R Subsetting Exercises: 20 Practice Problems for Vectors, Lists, and Data Frames

Twenty scenario-based subsetting exercises grouped into five themed sections covering vectors, lists, data frames, matrices, and advanced patterns. Every problem ships with an expected result so you can verify your answer, and solutions stay hidden behind reveal toggles so you actually try first.

RRun this once before any exercise
library(tibble)

  

Section 1. Subsetting vectors (4 problems)

Exercise 1.1: Extract elements by position and by name

Task: A teacher has stored mid-term scores in a named numeric vector called scores. Use [] to first extract the 2nd and 4th scores by position, then extract the same two scores by name. Save the name-based extraction to ex_1_1.

Expected result:

#> science history
#>      92      95

Difficulty: Beginner

RYour turn
scores <- c(math = 88, science = 92, english = 79, history = 95, art = 84) ex_1_1 <- # your code here ex_1_1

  
Click to reveal solution
RSolution
scores <- c(math = 88, science = 92, english = 79, history = 95, art = 84) scores[c(2, 4)] #> science history #> 92 95 ex_1_1 <- scores[c("science", "history")] ex_1_1 #> science history #> 92 95

  

Explanation: Position indexing with c(2, 4) and name indexing with c("science", "history") return the same named numeric vector here. Names survive every subsetting step, which is what makes the second form safer: if anyone reorders scores later, the position call grabs the wrong students while the name call still finds science and history.

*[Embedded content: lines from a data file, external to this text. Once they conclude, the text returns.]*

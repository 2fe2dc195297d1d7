//! String id newtypes.

use serde::{Deserialize, Serialize};
use uuid::Uuid;

macro_rules! string_id {
    ($(#[$meta:meta])* $name:ident) => {
        $(#[$meta])*
        #[derive(Clone, Debug, Default, Eq, PartialEq, Hash, PartialOrd, Ord, Serialize, Deserialize)]
        #[serde(transparent)]
        pub struct $name(pub String);

        impl $name {
            /// Creates a new random id (UUID v4).
            pub fn generate() -> Self {
                Self(Uuid::new_v4().to_string())
            }

            /// Creates an id from an existing string.
            pub fn from_string(s: impl Into<String>) -> Self {
                Self(s.into())
            }

            pub fn as_str(&self) -> &str {
                &self.0
            }

            pub fn is_blank(&self) -> bool {
                self.0.trim().is_empty()
            }
        }

        impl std::fmt::Display for $name {
            fn fmt(&self, f: &mut std::fmt::Formatter<'_>) -> std::fmt::Result {
                write!(f, "{}", self.0)
            }
        }

        impl From<String> for $name {
            fn from(s: String) -> Self {
                Self(s)
            }
        }

        impl From<&str> for $name {
            fn from(s: &str) -> Self {
                Self(s.to_string())
            }
        }
    };
}

string_id!(
    /// Id of an article document.
    ArticleId
);
string_id!(
    /// Id of a comment document.
    CommentId
);
string_id!(
    /// Auth subject id; also the id of the user's profile document.
    UserId
);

Exercise 1.2: Logical and negative indexing on a vector

Task: From the scores vector created above, extract every score strictly greater than 85 using a logical condition. Then build a second result that excludes the 3rd element using negative indexing. Save the above-85 result to ex_1_2.

Expected result:

#>    math science history
#>      88      92      95

Difficulty: Beginner

RYour turn
scores <- c(math = 88, science = 92, english = 79, history = 95, art = 84) ex_1_2 <- # your code here ex_1_2

  
Click to reveal solution
RSolution
scores <- c(math = 88, science = 92, english = 79, history = 95, art = 84) ex_1_2 <- scores[scores > 85] ex_1_2 #> math science history #> 88 92 95 scores[-3] #> math science history art #> 88 92 95 84

  

Explanation: scores > 85 produces a logical vector aligned with scores, and [ ] keeps only positions where it evaluates TRUE. Negative indexing with -3 drops the third element, and -c(1, 3) drops several at once. Mixing positive and negative indices inside one call is an error in R.

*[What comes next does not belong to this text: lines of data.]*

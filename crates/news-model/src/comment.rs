use serde::{Deserialize, Serialize};

use crate::{ArticleId, CommentId, UserId};

/// A comment document from the `comments` collection. Comments are never
/// edited or deleted once written.
#[derive(Debug, Clone, PartialEq, Default, Serialize, Deserialize)]
#[serde(rename_all = "camelCase", default)]
pub struct Comment {
    pub id: CommentId,
    pub article_id: ArticleId,
    pub user_id: UserId,
    /// Author name captured at write time.
    pub user_display_name: String,
    pub text: String,
    /// Client clock, milliseconds since the Unix epoch.
    pub created_at: i64,
}

/// Input for posting a comment.
#[derive(Debug, Clone, PartialEq)]
pub struct NewComment {
    pub article_id: ArticleId,
    pub user_id: UserId,
    pub user_display_name: String,
    pub text: String,
}
//! # News view state
//!
//! Aggregators that turn adapter streams into watchable per-screen state.
//!
//! Each UI concern is a slot moving through
//! `Idle → Loading → (Success | Error)`; consumers observe slots through
//! `tokio::sync::watch` receivers. Operations are spawned on a runtime
//! handle supplied at construction, and the latest invocation of an
//! operation always wins its slot.

mod auth;
mod feed;
mod news;
mod slot;

pub use auth::AuthViewState;
pub use news::NewsViewState;
pub use slot::SlotState;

Exercise 1.3: Replace selected elements via subsetting assignment

Task: A quality-control engineer just discovered that any reading below zero in the sensor vector readings is a calibration glitch and should be replaced with NA. Use logical indexing on the left side of <- to overwrite those bad values in place. Save the cleaned vector to ex_1_3.

Expected result:

#> [1] 12.4   NA  8.7   NA  0.5 15.6 22.1   NA

Difficulty: Intermediate

RYour turn
readings <- c(12.4, -1.0, 8.7, -3.2, 0.5, 15.6, 22.1, -0.1) # your code here ex_1_3 <- readings ex_1_3

  
Click to reveal solution
RSolution
readings <- c(12.4, -1.0, 8.7, -3.2, 0.5, 15.6, 22.1, -0.1) readings[readings < 0] <- NA ex_1_3 <- readings ex_1_3 #> [1] 12.4 NA 8.7 NA 0.5 15.6 22.1 NA

  

Explanation: The left-hand side of <- accepts the same indexing syntax as the right-hand side, so R rewrites the call as "replace the selected positions with NA". The vector is modified in place rather than rebuilt. This idiom scales to data-cleaning steps where you want to mark bad values without dropping rows.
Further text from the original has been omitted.